Bis zu seiner Pensionierung unterrichtete Josef Seibold an der Georg-Elser-Schule in Königsbronn. Heute führt er durch die Elser-Gedenkstätte und hat für den Dokumentarfilm über den Hitler-Attentäter umfangreiches Begleitmaterial erstellt.
1903 in Hermaringen im Landkreis Heidenheim als Kind armer Bauern geboren, verbrachte Georg Elser seine Jugend in Königsbronn.
Eine Lehre als Eisendreher musste er wegen Krankheit abbrechen. Nach einer Schreinerlehre arbeitete er in einer Konstanzer Uhrenfabrik und brachte zwei Uhrwerke mit nach Königsbronn, als er 1932 zurückkehrte. Diese und Sprengstoff aus dem Königsbronner Steinbruch brauchte er für den Anschlag, den er akribisch vorbereitete. Seibold schilderte Hitlers gescheiterten Putschversuch im Münchner Bürgerbräukeller im November 1923, den die Nationalsozialisten nach der „Machtergreifung“alljährlich feierten. Elser konnte daher sicher sein, dass Hitler am 9. November 1939 ins Bürgerbräu kommen würde.
Zündversuche im Garten
Schon im Herbst 1938 erkundete er das Lokal und wusste, dass Hitler von der Mitte des Saales an der vierten Säule links sprechen würde. Im Steinbruch entwendete er Presspulver und Sprengpatronen und unternahm Zündversuche im Garten. Mit einfachen Werkzeugen präparierte er in 30 Nächten die Säule über Hitlers Rednerpult mit Sprengstoff und Zeitzünder-Mechanismus mit zwei Uhrwerken. Präzise um 21.20 Uhr explodierte der Sprengkörper. Die Saaldecke stürzte ein, es gab acht Tote und 60 Verletzte. Hitler und sein Gefolge hatten das Bürgerbräu 13 Minuten zuvor verlassen, um den Zug nach Berlin zu erreichen. Auf dem Weg in die Schweiz wurde Elser verhaftet, von Heinrich Himmler verhört und schließlich ins KZ Dachau gebracht. Dort wurde er am 9. April 1945, wenige Tage vor Kriegsende, mit einem Genickschuss getötet, der Leichnam verbrannt und die Asche verstreut. Es gibt kein Grab.
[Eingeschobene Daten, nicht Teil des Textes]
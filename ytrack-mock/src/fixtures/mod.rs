pub mod card;
pub mod explore;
Ein früher Gegner der Nazis
Hitler, so Seibold, habe einen Tag nach dem Anschlag das Bürgerbräu besucht und sei „ziemlich betroffen gewesen“. So nahe sei ihm später nur noch einer gekommen: Graf Stauffenberg beim Attentat des 20. Juli 1944. Elser sei früh ein Gegner des Nationalsozialismus gewesen. Er habe, so ein Verhörprotokoll, festgestellt, dass Arbeiter weniger verdienten und wegen der Vereinnahmung durch die Hitlerjugend „nicht mehr Herren ihrer Kinder“gewesen seien: „Auch die Königsbronner Jugend diente dem Führer“, so Seibold. Elser habe sich nicht blenden lassen.
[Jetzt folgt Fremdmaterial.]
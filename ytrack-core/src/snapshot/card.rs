//! The latest-activity card: views per hour over the last 48 hours, broken
//! down by video (channel scope) or traffic source (video scope).

use chrono::{DateTime, LocalResult, NaiveDateTime, TimeDelta, TimeZone, Utc};
use chrono_tz::Tz;
use serde::Deserialize;
use serde_json::{Number, Value as Json};
use ytrack_types::{Scope, TimestampSource, YtrackError};

use super::label::{DayTable, parse_bucket_label};
use super::{Category, CategoryKind, ParseOptions, RawSnapshot, Snapshot, from_epoch_millis};
use crate::frame::{ColumnRegistry, Row, VIEWS_COLUMN, Value, decimal_from_json};
use crate::timeseries::infer::check_spacing;

#[derive(Debug, Deserialize)]
#[serde(rename_all = "camelCase")]
struct CardDoc {
    last_updated: Option<String>,
    #[serde(rename = "last48HoursData")]
    last_48_hours: Last48Hours,
    explore_config: Option<Json>,
}

#[derive(Debug, Deserialize)]
#[serde(rename_all = "camelCase")]
struct Last48Hours {
    total_metric_value: Option<Json>,
    main_chart: MainChart,
    #[serde(default)]
    table: Vec<TableRow>,
}

#[derive(Debug, Deserialize)]
struct MainChart {
    data: Vec<ChartPoint>,
}

#[derive(Debug, Deserialize)]
#[serde(rename_all = "camelCase")]
struct ChartPoint {
    x: Option<Number>,
    y: Number,
    hovercard_info: Option<Hovercard>,
}

#[derive(Debug, Deserialize)]
#[serde(rename_all = "camelCase")]
struct Hovercard {
    domain_text: Option<String>,
}

#[derive(Debug, Deserialize)]
#[serde(rename_all = "camelCase")]
struct TableRow {
    #[serde(default)]
    title: String,
    value: Json,
    #[serde(default)]
    spark_chart_percentages: Vec<Number>,
    analytics_link: Option<Json>,
    thumbnail_data: Option<ThumbnailData>,
}

#[derive(Debug, Deserialize)]
#[serde(rename_all = "camelCase")]
struct ThumbnailData {
    thumbnail_url: Option<String>,
}

fn formatted(v: &Json) -> Option<String> {
    match v {
        Json::String(s) => Some(s.clone()),
        Json::Number(n) => Some(n.to_string()),
        _ => None,
    }
}

/// Parse the card's "last updated" stamp.
///
/// Accepts RFC 3339, or a naive `YYYY-MM-DDTHH:MM:SS[.fff]` read as local
/// time in `tz`.
///
/// # Errors
/// Returns `MalformedSnapshot` if the stamp is unreadable or names a local
/// time that does not exist.
pub fn parse_last_updated(raw: &str, tz: Tz) -> Result<DateTime<Utc>, YtrackError> {
    if let Ok(dt) = DateTime::parse_from_rfc3339(raw) {
        return Ok(dt.with_timezone(&Utc));
    }
    let head = raw.split('.').next().unwrap_or(raw);
    let naive = NaiveDateTime::parse_from_str(head, "%Y-%m-%dT%H:%M:%S")
        .map_err(|e| YtrackError::malformed(format!("lastUpdated {raw:?}: {e}")))?;
    tz.from_local_datetime(&naive)
        .earliest()
        .map(|dt| dt.with_timezone(&Utc))
        .ok_or_else(|| YtrackError::malformed(format!("lastUpdated {raw:?} does not exist in {tz}")))
}

/// Resolve a bucket label in `tz`. A wall-clock hour that occurs twice (DST
/// fall-back) maps to its later instance once `prev` already holds the
/// earlier one.
fn label_timestamp(
    point: &ChartPoint,
    table: &DayTable,
    tz: Tz,
    prev: Option<DateTime<Utc>>,
) -> Result<DateTime<Utc>, YtrackError> {
    let text = point
        .hovercard_info
        .as_ref()
        .and_then(|h| h.domain_text.as_deref())
        .ok_or_else(|| YtrackError::malformed("chart point without domainText"))?;
    let label = parse_bucket_label(text)?;
    let local = table.resolve(label.day).and_time(label.start);
    let resolved = match tz.from_local_datetime(&local) {
        LocalResult::Single(dt) => dt,
        LocalResult::Ambiguous(early, late) => {
            if prev.is_some_and(|p| early.with_timezone(&Utc) <= p) {
                late
            } else {
                early
            }
        }
        LocalResult::None => {
            return Err(YtrackError::malformed(format!(
                "{text:?} does not exist in {tz}"
            )));
        }
    };
    Ok(resolved.with_timezone(&Utc))
}

fn epoch_timestamp(point: &ChartPoint) -> Result<DateTime<Utc>, YtrackError> {
    let x = point
        .x
        .as_ref()
        .ok_or_else(|| YtrackError::malformed("chart point without x"))?;
    from_epoch_millis(x)
}

fn category(row: TableRow, kind: CategoryKind) -> Result<Category, YtrackError> {
    let value = formatted(&row.value).ok_or_else(|| {
        YtrackError::malformed(format!("category {:?} has no value", row.title))
    })?;
    let weights = row
        .spark_chart_percentages
        .iter()
        .map(|n| {
            decimal_from_json(n)
                .ok_or_else(|| YtrackError::malformed(format!("weight {n} is not a decimal")))
        })
        .collect::<Result<Vec<_>, _>>()?;
    let link_id = row
        .analytics_link
        .as_ref()
        .and_then(|l| l.pointer("/routeLink/route/params/videoId"))
        .and_then(Json::as_str)
        .filter(|s| !s.is_empty())
        .map(str::to_string);
    Ok(Category {
        kind,
        title: row.title,
        value,
        weights,
        link_id,
        thumbnail_url: row.thumbnail_data.and_then(|t| t.thumbnail_url),
    })
}

/// Parse a latest-activity card observed for `scope`.
///
/// Buckets carry a `views` cell. Categories are videos for a channel and
/// traffic sources for a video; they are returned unattributed.
///
/// # Errors
/// Returns `MalformedSnapshot` if required fields are absent, a bucket label
/// does not parse, or the buckets are not strictly increasing and equally
/// spaced after sorting.
pub fn parse_card(
    raw: RawSnapshot,
    scope: &Scope,
    opts: &ParseOptions,
) -> Result<Snapshot, YtrackError> {
    let doc: CardDoc = serde_json::from_value(raw.into_value()?)?;
    let points = doc.last_48_hours.main_chart.data;
    if points.is_empty() {
        return Err(YtrackError::malformed("card has no chart buckets"));
    }
    let tz = opts.timezone;
    let last_updated = doc
        .last_updated
        .as_deref()
        .map(|s| parse_last_updated(s, tz))
        .transpose()?;

    let mut stamped = Vec::with_capacity(points.len());
    match opts.timestamp_source {
        TimestampSource::Epoch => {
            for (i, p) in points.iter().enumerate() {
                stamped.push((epoch_timestamp(p)?, i));
            }
        }
        _ => {
            let anchor = last_updated.ok_or_else(|| {
                YtrackError::malformed("lastUpdated is required to resolve bucket labels")
            })?;
            let table = DayTable::new(anchor.with_timezone(&tz).date_naive());
            let mut prev = None;
            for (i, p) in points.iter().enumerate() {
                let ts = label_timestamp(p, &table, tz, prev)?;
                prev = Some(ts);
                stamped.push((ts, i));
            }
        }
    }
    stamped.sort_by_key(|(ts, _)| *ts);
    let order: Vec<usize> = stamped.iter().map(|(_, i)| *i).collect();
    let timestamps: Vec<DateTime<Utc>> = stamped.iter().map(|(ts, _)| *ts).collect();
    let granularity = check_spacing(&timestamps)?.unwrap_or_else(|| TimeDelta::hours(1));

    let mut columns = ColumnRegistry::new();
    let views = columns.intern(VIEWS_COLUMN);
    let buckets = stamped
        .iter()
        .map(|&(ts, i)| {
            let mut row = Row::new(ts);
            if let Some(v) = Value::from_json_number(&points[i].y) {
                row.set(views, v);
            }
            row
        })
        .collect();

    let kind = if scope.is_channel() {
        CategoryKind::Video
    } else {
        CategoryKind::TrafficSource
    };
    let mut categories = Vec::with_capacity(doc.last_48_hours.table.len());
    let mut warnings = Vec::new();
    for row in doc.last_48_hours.table {
        match category(row, kind) {
            Ok(mut c) => {
                if c.weights.len() == order.len() {
                    c.weights = order.iter().map(|&i| c.weights[i]).collect();
                }
                categories.push(c);
            }
            Err(e) => warnings.push(e),
        }
    }

    let entity_id = doc
        .explore_config
        .as_ref()
        .and_then(|c| c.pointer("/restrictAndTimePeriodConfig/entity/id"))
        .and_then(Json::as_str)
        .map(str::to_string);

    Ok(Snapshot {
        last_updated,
        entity_id,
        granularity,
        columns,
        buckets,
        categories,
        total_metric_value: doc
            .last_48_hours
            .total_metric_value
            .as_ref()
            .and_then(formatted),
        warnings,
    })
}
Vor Gericht stand er nie. Vielmehr sollte er, so Seibold, nach dem „Endsieg“aussagen, er habe im Auftrag des britischen Geheimdienstes gehandelt. Dort hatte Reichspropagandaminister Joseph Goebbels die Urheber des fachmännisch ausgeführten Attentats vermutet. Viele Deutsche glaubten ihm, kaum jemand an Elsers Einzeltäterschaft. Nach 1945 habe der Theologe Martin Niemöller fälschlich behauptet, Elser sei ein SS-Unterscharführer gewesen und habe auf Hitlers Befehl gehandelt.
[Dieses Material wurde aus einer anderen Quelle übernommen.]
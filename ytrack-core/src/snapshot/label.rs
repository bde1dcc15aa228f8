//! Grammar for the dashboard's relative bucket labels.
//!
//! A label reads `<day>, <start>–<end>`, e.g. `Monday, 1:00–2:00 PM` or
//! `Today, 11:00 AM–12:00 PM`. Parsing is two steps: tokenize the day name
//! and the clock range into a [`BucketLabel`], then resolve the day against a
//! [`DayTable`] anchored on the snapshot's "last updated" date.

use chrono::{Days, NaiveDate, NaiveTime, Weekday};
use ytrack_types::YtrackError;

/// Day part of a bucket label.
#[derive(Debug, Clone, Copy, PartialEq, Eq)]
pub enum DayLabel {
    /// The day the snapshot was last updated.
    Today,
    /// One day before `Today`.
    Yesterday,
    /// An explicit weekday name.
    ///
    /// The rolling window spans at most three calendar days, so a weekday
    /// name always means two days before `Today`.
    Weekday(Weekday),
}

/// AM/PM marker on a clock time.
#[derive(Debug, Clone, Copy, PartialEq, Eq)]
pub enum Meridiem {
    /// Before noon.
    Am,
    /// Noon and after.
    Pm,
}

/// A tokenized bucket label with times normalized to 24-hour clock.
#[derive(Debug, Clone, Copy, PartialEq, Eq)]
pub struct BucketLabel {
    /// Day the bucket starts on.
    pub day: DayLabel,
    /// Bucket start.
    pub start: NaiveTime,
    /// Bucket end.
    pub end: NaiveTime,
}

/// Maps day labels to calendar dates for one snapshot.
#[derive(Debug, Clone, Copy, PartialEq, Eq)]
pub struct DayTable {
    today: NaiveDate,
}

impl DayTable {
    /// Table anchored on the snapshot's "last updated" date.
    #[must_use]
    pub const fn new(today: NaiveDate) -> Self {
        Self { today }
    }

    /// Calendar date of a day label.
    #[must_use]
    pub fn resolve(&self, day: DayLabel) -> NaiveDate {
        let back = match day {
            DayLabel::Today => 0,
            DayLabel::Yesterday => 1,
            DayLabel::Weekday(_) => 2,
        };
        self.today
            .checked_sub_days(Days::new(back))
            .unwrap_or(self.today)
    }
}

/// True for every dash-like character the dashboard uses between clock times.
#[must_use]
pub const fn is_range_separator(c: char) -> bool {
    matches!(
        c,
        '-' | '\u{2010}'..='\u{2015}' | '\u{2212}' | '\u{FE58}' | '\u{FE63}' | '\u{FF0D}'
    )
}

/// The character separating the two clock times of `label`.
///
/// Scans past the day name, then past digits, colons, AM/PM letters and any
/// whitespace; the next character is the separator. Returns `None` if the
/// label has no comma or nothing follows the first clock time.
#[must_use]
pub fn detect_range_separator(label: &str) -> Option<char> {
    let (_, range) = label.split_once(',')?;
    range
        .chars()
        .find(|&c| !(c.is_whitespace() || c.is_ascii_digit() || matches!(c, ':' | 'A' | 'P' | 'M')))
}

fn parse_day(raw: &str) -> Option<DayLabel> {
    match raw {
        "Today" => Some(DayLabel::Today),
        "Yesterday" => Some(DayLabel::Yesterday),
        other => other.parse::<Weekday>().ok().map(DayLabel::Weekday),
    }
}

fn parse_meridiem(raw: &str) -> Option<Meridiem> {
    let letters: String = raw
        .chars()
        .filter(|c| *c != '.')
        .map(|c| c.to_ascii_uppercase())
        .collect();
    match letters.as_str() {
        "AM" => Some(Meridiem::Am),
        "PM" => Some(Meridiem::Pm),
        _ => None,
    }
}

/// A clock time with an optional AM/PM marker, e.g. `1:00` or `11:00 PM`.
fn parse_half(raw: &str) -> Option<(u32, u32, Option<Meridiem>)> {
    let mut tokens = raw.split_whitespace();
    let clock = tokens.next()?;
    let meridiem = match tokens.next() {
        Some(t) => Some(parse_meridiem(t)?),
        None => None,
    };
    if tokens.next().is_some() {
        return None;
    }
    let (h, m) = clock.split_once(':')?;
    Some((h.parse().ok()?, m.parse().ok()?, meridiem))
}

fn to_24h(hour: u32, minute: u32, meridiem: Option<Meridiem>) -> Option<NaiveTime> {
    let hour = match meridiem {
        None => hour,
        Some(_) if !(1..=12).contains(&hour) => return None,
        Some(Meridiem::Am) => hour % 12,
        Some(Meridiem::Pm) => hour % 12 + 12,
    };
    NaiveTime::from_hms_opt(hour, minute, 0)
}

/// Tokenize a bucket label.
///
/// When only one half carries an AM/PM marker it applies to both; when
/// neither does the times are read as 24-hour clock.
///
/// # Errors
/// Returns `MalformedSnapshot` if the day is unknown, the range does not split
/// into exactly two halves, or a half is not a valid clock time.
pub fn parse_bucket_label(label: &str) -> Result<BucketLabel, YtrackError> {
    let bad = |why: &str| YtrackError::malformed(format!("bucket label {label:?}: {why}"));

    let (day, range) = label.split_once(',').ok_or_else(|| bad("no day name"))?;
    let day = parse_day(day.trim()).ok_or_else(|| bad("unknown day name"))?;

    let halves: Vec<&str> = range.split(is_range_separator).collect();
    let [start, end] = halves.as_slice() else {
        return Err(bad("time range does not have exactly two halves"));
    };
    let (sh, sm, sp) = parse_half(start).ok_or_else(|| bad("unreadable start time"))?;
    let (eh, em, ep) = parse_half(end).ok_or_else(|| bad("unreadable end time"))?;
    let sp = sp.or(ep);
    let ep = ep.or(sp);

    Ok(BucketLabel {
        day,
        start: to_24h(sh, sm, sp).ok_or_else(|| bad("start time out of range"))?,
        end: to_24h(eh, em, ep).ok_or_else(|| bad("end time out of range"))?,
    })
}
„Königsbronn und Georg Elser haben lange gebraucht, um zueinander zu finden“, so Seibold. Das ElserDenkmal am Bahnhof sei zweimal geschändet worden. Für den rund 800 000 Euro teuren barrierefreien Umbau der Gedenkstätte hoffe man auf den Bundespräsidenten, der Anfang November zum 80. Jahrestag des Attentats in Königsbronn erwartet wird.
Steinmeier will auch das neue Elser-Denkmal in Hermaringen besuchen.